The U.S. holiday sapped staff from desks, and those who returned on Thursday were expected to head out early on Friday following the shortened week to get a jump on a summer weekend, a source said.

New issue activity, already in a summer lull, was also sidelined by the 2018 World Cup international football tournament, now underway and vying for the attention of market participants around the globe, a trader remarked.

Primary market activity was quieted from Asia to Latin America. Concerns over the trade dispute between the United States and China have weighed on sentiment in both markets, but on Thursday Asia remained under pressure while the U.S. markets seemed to shake off fears. A 25% tariff on $34 billion of Chinese goods was expected to take effect on Friday. The Chinese government has said that it will retaliate with the same amount of tariff imposed on U.S. goods.

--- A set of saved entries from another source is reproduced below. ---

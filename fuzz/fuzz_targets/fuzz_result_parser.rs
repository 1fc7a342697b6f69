#![no_main]

use libfuzzer_sys::fuzz_target;

use simfleet_core::parser::{IvCurveParser, RowWindow};

fuzz_target!(|data: &[u8]| {
    let Ok(text) = std::str::from_utf8(data) else {
        return;
    };

    // Arbitrary text must produce a curve or an error, never a panic.
    for window in [RowWindow::default(), RowWindow { lead: 0, trail: 0 }] {
        let parser = IvCurveParser::with_window(window);
        if let Ok(curve) = parser.parse_str(text) {
            assert_eq!(curve.voltage.len(), curve.current.len());
            assert!(curve.len() <= text.lines().count());
        }
    }
});
//! Error type shared by every simfleet crate.

use std::path::PathBuf;

/// Errors raised while configuring a pool or running a job.
#[derive(Debug, thiserror::Error)]
pub enum SimError {
    /// Invalid pool or batch configuration.
    #[error("configuration error: {0}")]
    Config(String),

    /// A parameter the script template requires is absent.
    #[error("missing parameter: {0}")]
    MissingParameter(String),

    /// A parameter is present but has the wrong kind of value.
    #[error("invalid parameter {key}: expected {expected}")]
    InvalidParameter {
        /// Parameter name.
        key: String,
        /// What the template needed.
        expected: &'static str,
    },

    /// Filesystem error around a slot's script or result file.
    #[error("I/O error on {}: {source}", .path.display())]
    Io {
        /// File or directory being accessed.
        path: PathBuf,
        /// Underlying error.
        #[source]
        source: std::io::Error,
    },

    /// The simulator process could not be started.
    #[error("failed to launch simulator in slot {slot}: {source}")]
    Spawn {
        /// Slot index.
        slot: usize,
        /// Underlying error.
        #[source]
        source: std::io::Error,
    },

    /// The simulator exited unsuccessfully.
    #[error("simulator in slot {slot} exited with {}: {stderr}", describe_exit(.code))]
    SimulatorExit {
        /// Slot index.
        slot: usize,
        /// Exit code, `None` when terminated by a signal.
        code: Option<i32>,
        /// Captured standard error (trimmed).
        stderr: String,
    },

    /// The simulator finished but left no result file behind.
    #[error("simulator produced no result file at {}", .0.display())]
    MissingOutput(PathBuf),

    /// A data row could not be read as two numbers.
    #[error("malformed data row at line {line}: {content:?}")]
    MalformedRow {
        /// 0-based line index in the result file.
        line: usize,
        /// Raw line contents.
        content: String,
    },

    /// Fewer block end markers than start markers.
    #[error("unbalanced block markers: {starts} start(s), {ends} end(s)")]
    UnbalancedMarkers {
        /// Number of start markers found.
        starts: usize,
        /// Number of end markers found.
        ends: usize,
    },

    /// A batch document or result set could not be (de)serialized.
    #[error("serialization error: {0}")]
    Serialization(String),
}

fn describe_exit(code: &Option<i32>) -> String {
    match code {
        Some(c) => format!("status {c}"),
        None => "signal".to_string(),
    }
}

impl SimError {
    /// Wrap an I/O error with the path it concerns.
    pub fn io(path: impl Into<PathBuf>, source: std::io::Error) -> Self {
        Self::Io {
            path: path.into(),
            source,
        }
    }

    /// Whether this error stems from bad configuration rather than a job run.
    #[must_use]
    pub fn is_config(&self) -> bool {
        matches!(
            self,
            Self::Config(_) | Self::MissingParameter(_) | Self::InvalidParameter { .. }
        )
    }
}
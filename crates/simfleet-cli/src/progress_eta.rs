//! Batch ETA estimation.

use std::time::{Duration, Instant};

/// Estimates the time left in a batch from the fraction of jobs finished.
///
/// Simulator runs take roughly the same time each, so a linear projection
/// from elapsed time is good enough.
#[derive(Debug)]
pub struct ETACalculator {
    start_time: Instant,
}

impl ETACalculator {
    #[must_use]
    pub fn new() -> Self {
        Self::starting_at(Instant::now())
    }

    /// Calculator whose clock started at `start_time`.
    #[must_use]
    pub fn starting_at(start_time: Instant) -> Self {
        Self { start_time }
    }

    /// Record progress in `[0, 1]` and return the estimated time remaining.
    ///
    /// Returns `None` before the first job finishes and once the batch is
    /// done.
    pub fn update(&self, progress: f64) -> Option<Duration> {
        if progress <= 0.0 || progress >= 1.0 {
            return None;
        }
        let elapsed = self.start_time.elapsed().as_secs_f64();
        let remaining = elapsed / progress - elapsed;
        (remaining > 0.0).then(|| Duration::from_secs_f64(remaining))
    }

    #[must_use]
    pub fn elapsed(&self) -> Duration {
        self.start_time.elapsed()
    }
}

impl Default for ETACalculator {
    fn default() -> Self {
        Self::new()
    }
}

#[cfg(test)]
mod tests {
    use super::*;

    #[test]
    fn no_eta_at_the_ends() {
        let calc = ETACalculator::new();
        assert!(calc.update(0.0).is_none());
        assert!(calc.update(1.0).is_none());
    }

    #[test]
    fn halfway_projects_elapsed_again() {
        let start = Instant::now().checked_sub(Duration::from_secs(10)).unwrap();
        let calc = ETACalculator::starting_at(start);
        let eta = calc.update(0.5).unwrap();
        assert!(eta >= Duration::from_secs(9) && eta <= Duration::from_secs(12));
        let nearly = calc.update(0.9).unwrap();
        assert!(nearly < eta);
    }
}
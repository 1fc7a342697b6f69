//! CLI output formatting and result files.

use std::collections::BTreeMap;
use std::fs;
use std::path::Path;
use std::time::Duration;

use serde::Serialize;

use simfleet_core::job::JobId;
use simfleet_core::SimError;

/// Format a duration for display.
#[must_use]
#[allow(
    clippy::cast_possible_truncation,
    clippy::cast_sign_loss,
    clippy::cast_precision_loss
)]
pub fn format_duration(d: Duration) -> String {
    let secs = d.as_secs_f64();
    if secs < 0.001 {
        format!("{:.2}µs", secs * 1_000_000.0)
    } else if secs < 1.0 {
        format!("{:.2}ms", secs * 1000.0)
    } else if secs < 60.0 {
        format!("{secs:.3}s")
    } else if secs < 3600.0 {
        let mins = (secs / 60.0).floor() as u64;
        let remaining = secs - (mins as f64 * 60.0);
        format!("{mins}m{remaining:.1}s")
    } else {
        let hours = (secs / 3600.0).floor() as u64;
        let mins = ((secs - hours as f64 * 3600.0) / 60.0).floor() as u64;
        format!("{hours}h{mins:02}m")
    }
}

/// Format a number with thousand separators.
#[must_use]
pub fn format_number(n: u64) -> String {
    let s = n.to_string();
    let mut result = String::new();
    for (i, c) in s.chars().rev().enumerate() {
        if i > 0 && i % 3 == 0 {
            result.push(',');
        }
        result.push(c);
    }
    result.chars().rev().collect()
}

/// Serialize a batch's outputs, keyed by job id, as MessagePack.
///
/// Struct fields are written by name so the file can be read without this
/// crate's type definitions.
pub fn write_results<O: Serialize>(path: &Path, outputs: &BTreeMap<JobId, O>) -> Result<(), SimError> {
    if let Some(parent) = path.parent().filter(|p| !p.as_os_str().is_empty()) {
        fs::create_dir_all(parent).map_err(|e| SimError::io(parent, e))?;
    }
    let bytes =
        rmp_serde::to_vec_named(outputs).map_err(|e| SimError::Serialization(e.to_string()))?;
    fs::write(path, bytes).map_err(|e| SimError::io(path, e))?;
    tracing::debug!(path = %path.display(), entries = outputs.len(), "results written");
    Ok(())
}
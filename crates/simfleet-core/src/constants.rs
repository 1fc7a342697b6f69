//! Constants for the simulator file contract and process exit codes.

/// Substring marking the header line of a data block in a result file.
pub const START_MARKER: &str = "jtot";

/// Substring marking the summary footer that closes a data block.
pub const END_MARKER: &str = "deduced";

/// Line appended by the worker after every invocation so the last block
/// always has a closing footer.
pub const END_OF_DATA_LINE: &str = "I have deduced that this is the end";

/// Script file name written into each slot's `script/` directory.
pub const SCRIPT_FILE_NAME: &str = "simfleet.script";

/// Result file name the simulator is told to save into `results/`.
pub const RESULT_FILE_NAME: &str = "simfleet_result.txt";

/// Rows skipped after the start-marker line before data begins.
pub const DEFAULT_ROW_LEAD: usize = 2;

/// Rows excluded before the end-marker line (exclusive upper bound offset).
pub const DEFAULT_ROW_TRAIL: usize = 3;

/// Default ceiling on pool size; matches the number of provisioned slot
/// directories on a standard install.
pub const DEFAULT_MAX_SLOTS: usize = 3;

/// Default voltage sweep start (V).
pub const DEFAULT_SWEEP_START: f64 = 0.0;

/// Default voltage sweep increment (V).
pub const DEFAULT_SWEEP_STEP: f64 = 0.02;

/// Process exit codes for the `simfleet` binary.
pub mod exit_codes {
    /// Successful execution.
    pub const SUCCESS: i32 = 0;
    /// Generic error.
    pub const ERROR_GENERIC: i32 = 1;
    /// Batch finished with missing results (only reported in strict mode).
    pub const ERROR_INCOMPLETE: i32 = 3;
    /// Invalid configuration.
    pub const ERROR_CONFIG: i32 = 4;
}

#[cfg(test)]
mod tests {
    use super::*;

    #[test]
    fn end_of_data_line_closes_a_block() {
        assert!(END_OF_DATA_LINE.contains(END_MARKER));
        assert!(!END_OF_DATA_LINE.contains(START_MARKER));
    }

    #[test]
    fn exit_codes_are_distinct() {
        let codes = [
            exit_codes::SUCCESS,
            exit_codes::ERROR_GENERIC,
            exit_codes::ERROR_INCOMPLETE,
            exit_codes::ERROR_CONFIG,
        ];
        for (i, a) in codes.iter().enumerate() {
            for b in &codes[i + 1..] {
                assert_ne!(a, b);
            }
        }
    }
}
//! CLI result presenter.

use std::time::Duration;

use simfleet_orchestration::interfaces::ResultPresenter;
use simfleet_orchestration::pool::BatchSummary;

use crate::output::{format_duration, format_number};
use crate::ui::{print_error, print_header, print_success, print_warning};

/// CLI result presenter.
pub struct CLIResultPresenter {
    verbose: bool,
    quiet: bool,
}

impl CLIResultPresenter {
    #[must_use]
    pub fn new(verbose: bool, quiet: bool) -> Self {
        Self { verbose, quiet }
    }

    /// One-line outcome of a batch.
    #[must_use]
    pub fn summary_line(summary: &BatchSummary) -> String {
        format!(
            "{}/{} inputs completed in {}",
            format_number(summary.completed as u64),
            format_number(summary.total as u64),
            format_duration(summary.elapsed)
        )
    }

    /// Warning printed when a batch is incomplete, or `None` if it is not.
    #[must_use]
    pub fn missing_line(summary: &BatchSummary) -> Option<String> {
        let lost = summary.total.saturating_sub(summary.completed);
        (lost > 0).then(|| {
            format!(
                "{lost} of {} inputs produced no output ({} failed, {} never ran)",
                summary.total,
                summary.failures.len(),
                summary.missing.len()
            )
        })
    }

    /// Projected wall time for `jobs` jobs spread over `slots` slots.
    #[must_use]
    pub fn projected(per_job: Duration, jobs: usize, slots: usize) -> Duration {
        let waves = jobs.div_ceil(slots.max(1));
        per_job.saturating_mul(u32::try_from(waves).unwrap_or(u32::MAX))
    }
}

impl ResultPresenter for CLIResultPresenter {
    fn present_batch(&self, label: &str, summary: &BatchSummary) {
        if let Some(line) = Self::missing_line(summary) {
            print_warning(&line);
        }
        if self.quiet {
            return;
        }

        print_header(label);
        if self.verbose {
            for (id, error) in &summary.failures {
                println!("  ID{id}: {error}");
            }
            if !summary.missing.is_empty() {
                let ids: Vec<String> = summary.missing.iter().map(ToString::to_string).collect();
                println!("  never ran: {}", ids.join(", "));
            }
        }
        if summary.is_complete() {
            print_success(&Self::summary_line(summary));
        } else {
            println!("{}", Self::summary_line(summary));
        }
    }

    fn present_timing(&self, per_job: Duration, sampled: usize, jobs: usize, slots: usize) {
        if self.quiet {
            println!("{:.3}", per_job.as_secs_f64());
            return;
        }
        print_header("Timing sample");
        println!("Sampled jobs: {sampled}");
        println!("Mean per job: {}", format_duration(per_job));
        println!(
            "Projected for {} jobs on {slots} slots: {}",
            format_number(jobs as u64),
            format_duration(Self::projected(per_job, jobs, slots))
        );
    }

    fn present_error(&self, error: &str) {
        print_error(error);
    }
}
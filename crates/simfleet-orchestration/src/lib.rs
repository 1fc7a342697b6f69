//! # simfleet-orchestration
//!
//! Slot layout, the single-job worker, the worker pool driver, and the
//! job-timing sampler.

pub mod config;
pub mod interfaces;
pub mod pool;
pub mod slot;
pub mod timing;
pub mod worker;

pub use config::PoolConfig;
pub use interfaces::{JobRunner, NullProgressReporter, ProgressReporter, ResultPresenter};
pub use pool::{BatchReport, BatchSummary, JobResult, SlotState, WorkerPool};
pub use slot::Slot;
pub use timing::time_jobs;
pub use worker::SlotWorker;
//! Result-file parsing.
//!
//! The simulator writes one block per sweep. A block opens with a header
//! line containing [`START_MARKER`] and closes with a summary line containing
//! [`END_MARKER`]. Data rows sit strictly inside, after a fixed number of
//! header rows and before a fixed number of footer rows ([`RowWindow`]).
//! Each data row is `voltage<TAB>current`.

use std::collections::BTreeSet;
use std::path::Path;

use serde::{Deserialize, Serialize};

use crate::constants::{DEFAULT_ROW_LEAD, DEFAULT_ROW_TRAIL, END_MARKER, START_MARKER};
use crate::error::SimError;

/// Turns a completed result file into a payload.
pub trait OutputParser: Send + Sync {
    /// Parsed payload type.
    type Output: Send + 'static;

    /// Parse the file at `path`.
    fn parse(&self, path: &Path) -> Result<Self::Output, SimError>;
}

/// Offsets between block markers and the data rows they enclose.
///
/// For a block whose start marker is on line `s` and end marker on line `e`,
/// data rows are the half-open range `[s + lead, e - trail)`.
#[derive(Debug, Clone, Copy, PartialEq, Eq, Serialize, Deserialize)]
pub struct RowWindow {
    pub lead: usize,
    pub trail: usize,
}

impl Default for RowWindow {
    fn default() -> Self {
        Self {
            lead: DEFAULT_ROW_LEAD,
            trail: DEFAULT_ROW_TRAIL,
        }
    }
}

impl RowWindow {
    /// Data-row range for one block. Empty when the markers are too close.
    #[must_use]
    pub fn rows(&self, start_line: usize, end_line: usize) -> std::ops::Range<usize> {
        let first = start_line.saturating_add(self.lead);
        let last = end_line.saturating_sub(self.trail);
        first..last.max(first)
    }
}

/// Current-voltage curve extracted from a result file.
///
/// `voltage` (field 0) is the independent variable and `current` (field 1)
/// the dependent one; both always have the same length.
#[derive(Debug, Clone, Default, PartialEq, Serialize, Deserialize)]
pub struct IvCurve {
    pub voltage: Vec<f64>,
    pub current: Vec<f64>,
}

impl IvCurve {
    /// Number of (voltage, current) samples.
    #[must_use]
    pub fn len(&self) -> usize {
        self.voltage.len()
    }

    #[must_use]
    pub fn is_empty(&self) -> bool {
        self.voltage.is_empty()
    }

    /// Iterate over `(voltage, current)` pairs in file order.
    pub fn points(&self) -> impl Iterator<Item = (f64, f64)> + '_ {
        self.voltage.iter().copied().zip(self.current.iter().copied())
    }
}

/// Default parser producing an [`IvCurve`].
#[derive(Debug, Clone, Default)]
pub struct IvCurveParser {
    window: RowWindow,
}

impl IvCurveParser {
    #[must_use]
    pub fn new() -> Self {
        Self::default()
    }

    /// Parser with non-default marker offsets.
    #[must_use]
    pub fn with_window(window: RowWindow) -> Self {
        Self { window }
    }

    /// Collect the data-row line indices of every block, in file order.
    pub fn data_rows(&self, text: &str) -> Result<BTreeSet<usize>, SimError> {
        let mut starts = Vec::new();
        let mut ends = Vec::new();
        for (idx, line) in text.lines().enumerate() {
            if line.contains(START_MARKER) {
                starts.push(idx);
            } else if line.contains(END_MARKER) {
                ends.push(idx);
            }
        }

        // Surplus end markers are expected: the worker appends one after
        // every run even when the simulator already closed the last block.
        if ends.len() < starts.len() {
            return Err(SimError::UnbalancedMarkers {
                starts: starts.len(),
                ends: ends.len(),
            });
        }

        let mut rows = BTreeSet::new();
        for (&start, &end) in starts.iter().zip(&ends) {
            rows.extend(self.window.rows(start, end));
        }
        Ok(rows)
    }

    /// Parse result-file text already in memory.
    pub fn parse_str(&self, text: &str) -> Result<IvCurve, SimError> {
        let rows = self.data_rows(text)?;
        let mut curve = IvCurve {
            voltage: Vec::with_capacity(rows.len()),
            current: Vec::with_capacity(rows.len()),
        };

        for (idx, line) in text.lines().enumerate() {
            if !rows.contains(&idx) {
                continue;
            }
            let (v, j) = parse_row(idx, line)?;
            curve.voltage.push(v);
            curve.current.push(j);
        }

        tracing::trace!(rows = curve.len(), "parsed result file");
        Ok(curve)
    }
}

fn parse_row(idx: usize, line: &str) -> Result<(f64, f64), SimError> {
    let malformed = || SimError::MalformedRow {
        line: idx,
        content: line.to_string(),
    };
    let mut fields = line.trim_end_matches('\r').split('\t');
    let (Some(first), Some(second), None) = (fields.next(), fields.next(), fields.next()) else {
        return Err(malformed());
    };
    let v = first.trim().parse::<f64>().map_err(|_| malformed())?;
    let j = second.trim().parse::<f64>().map_err(|_| malformed())?;
    Ok((v, j))
}

impl OutputParser for IvCurveParser {
    type Output = IvCurve;

    fn parse(&self, path: &Path) -> Result<IvCurve, SimError> {
        // Simulator headers may carry non-UTF-8 unit symbols.
        let bytes = std::fs::read(path).map_err(|e| SimError::io(path, e))?;
        self.parse_str(&String::from_utf8_lossy(&bytes))
    }
}

#[cfg(test)]
mod tests {
    use super::*;

    /// Build a block: header, units line, rows, three footer lines, summary.
    fn block(rows: &[(f64, f64)]) -> String {
        let mut s = String::from("v(V)\tjtot(mA/cm2)\n");
        s.push_str("units\n");
        for (v, j) in rows {
            s.push_str(&format!("{v}\t{j}\n"));
        }
        s.push('\n');
        s.push_str("footer\n");
        s.push_str("footer\n");
        s.push_str("solar cell parameters deduced from calculated IV-curve:\n");
        s
    }

    #[test]
    fn row_window_bounds() {
        let w = RowWindow::default();
        assert_eq!(w.rows(5, 12), 7..9);
        assert!(w.rows(5, 8).is_empty());
        assert!(w.rows(5, 0).is_empty());
    }

    #[test]
    fn huge_lead_gives_no_rows() {
        let w = RowWindow {
            lead: usize::MAX,
            trail: 3,
        };
        assert!(w.rows(5, 12).is_empty());
        let text = block(&[(0.1, 1.0)]);
        let curve = IvCurveParser::with_window(w).parse_str(&text).unwrap();
        assert!(curve.is_empty());
    }

    #[test]
    fn start_at_five_end_at_twelve_yields_two_rows() {
        let mut lines: Vec<String> = (0..14).map(|i| format!("preamble {i}")).collect();
        lines[5] = "v(V)\tjtot".into();
        lines[7] = "0.1\t-20.5".into();
        lines[8] = "0.2\t-19.25".into();
        lines[12] = "deduced".into();
        let text = lines.join("\n");

        let parser = IvCurveParser::new();
        let rows: Vec<usize> = parser.data_rows(&text).unwrap().into_iter().collect();
        assert_eq!(rows, vec![7, 8]);

        let curve = parser.parse_str(&text).unwrap();
        assert_eq!(curve.voltage, vec![0.1, 0.2]);
        assert_eq!(curve.current, vec![-20.5, -19.25]);
    }

    #[test]
    fn multiple_blocks_concatenate_in_order() {
        let text = format!(
            "header\n{}{}",
            block(&[(0.0, -21.0), (0.02, -20.9)]),
            block(&[(0.0, -10.0), (0.02, -9.9), (0.04, -9.8)])
        );
        let curve = IvCurveParser::new().parse_str(&text).unwrap();
        assert_eq!(curve.len(), 5);
        assert_eq!(curve.voltage, vec![0.0, 0.02, 0.0, 0.02, 0.04]);
        assert_eq!(curve.current, vec![-21.0, -20.9, -10.0, -9.9, -9.8]);
    }

    #[test]
    fn surplus_end_markers_are_ignored() {
        let text = format!(
            "{}I have deduced that this is the end",
            block(&[(0.1, 1.0)])
        );
        let curve = IvCurveParser::new().parse_str(&text).unwrap();
        assert_eq!(curve.len(), 1);
    }

    #[test]
    fn missing_end_marker_is_unbalanced() {
        let text = "x\tjtot\nunits\n0.1\t1.0\n";
        assert!(matches!(
            IvCurveParser::new().parse_str(text),
            Err(SimError::UnbalancedMarkers { starts: 1, ends: 0 })
        ));
    }

    #[test]
    fn malformed_rows_fail() {
        let bad_token = block(&[(0.1, 1.0)]).replace("0.1\t1", "0.1\tabc");
        assert!(matches!(
            IvCurveParser::new().parse_str(&bad_token),
            Err(SimError::MalformedRow { line: 2, .. })
        ));

        let three_fields = block(&[(0.1, 1.0)]).replace("0.1\t1", "0.1\t1\t2");
        assert!(matches!(
            IvCurveParser::new().parse_str(&three_fields),
            Err(SimError::MalformedRow { .. })
        ));
    }

    #[test]
    fn crlf_rows_parse() {
        let text = block(&[(0.3, -4.5)]).replace('\n', "\r\n");
        let curve = IvCurveParser::new().parse_str(&text).unwrap();
        assert_eq!(curve.points().collect::<Vec<_>>(), vec![(0.3, -4.5)]);
    }

    #[test]
    fn custom_window() {
        // Only one header row and two footer rows.
        let text = "jtot\n0.1\t1.0\n0.2\t2.0\nfoot\nfoot\ndeduced\n";
        let parser = IvCurveParser::with_window(RowWindow { lead: 1, trail: 2 });
        let curve = parser.parse_str(text).unwrap();
        assert_eq!(curve.voltage, vec![0.1, 0.2]);
    }

    #[test]
    fn empty_file_gives_empty_curve() {
        let curve = IvCurveParser::new().parse_str("").unwrap();
        assert!(curve.is_empty());
    }

    #[test]
    fn parse_from_disk() {
        let dir = tempfile::tempdir().unwrap();
        let path = dir.path().join("result.txt");
        std::fs::write(&path, block(&[(0.0, -1.0), (0.5, 2.0)])).unwrap();
        let curve = IvCurveParser::new().parse(&path).unwrap();
        assert_eq!(curve.len(), 2);

        let missing = IvCurveParser::new().parse(&dir.path().join("nope.txt"));
        assert!(matches!(missing, Err(SimError::Io { .. })));
    }

    #[test]
    fn latin1_header_bytes_still_parse() {
        let dir = tempfile::tempdir().unwrap();
        let path = dir.path().join("result.txt");
        let text = block(&[(0.0, -1.0), (0.5, 2.0)]).replace("mA/cm2", "#A/cm2");
        let mut bytes = text.into_bytes();
        let pos = bytes.iter().position(|&b| b == b'#').unwrap();
        // Windows-1252 micro sign, invalid as a lone UTF-8 byte.
        bytes[pos] = 0xB5;
        std::fs::write(&path, bytes).unwrap();

        let curve = IvCurveParser::new().parse(&path).unwrap();
        assert_eq!(curve.voltage, vec![0.0, 0.5]);
    }
}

Although the minutes from the last meeting of the Federal Open Market Committee on June 12-13 showed that policy makers are also concerned about potential fallout from trade conflicts, policy makers said they see the economy is currently strong and hinted that the pace of interest rate increases was on track to continue. Two more 25-bps increases are on tap for this year.

U.S. Treasuries were narrowly mixed, with the shorter end slipping after the FOMC minutes. But overall there was little change heading into the U.S. government’s June payrolls report to be released on Friday. Further job growth and lower unemployment would be supportive of further hikes.

Republic of Ghana’s global bonds, which came in a $2 billion two-part issue in mid-May, were 10 bps tighter with the market on Thursday, according to a London-based bond trader.

They include the Ghana 7 5/8% notes due 2029 and the 8.627% notes due 2049, both of which were priced at par in tranches sized at $1 billion.

The deal calendar might pick up in the week ahead, but new issue activity could just as easily lag into the late August time-frame, the trader said.

Although there is some anecdotal evidence that the cash positions of the accounts may be somewhat above average, investors have money to put to work, the trader said.

The market is presently open to investment-grade sovereign and corporate issuers, whereas higher beta credits will face greater challenges.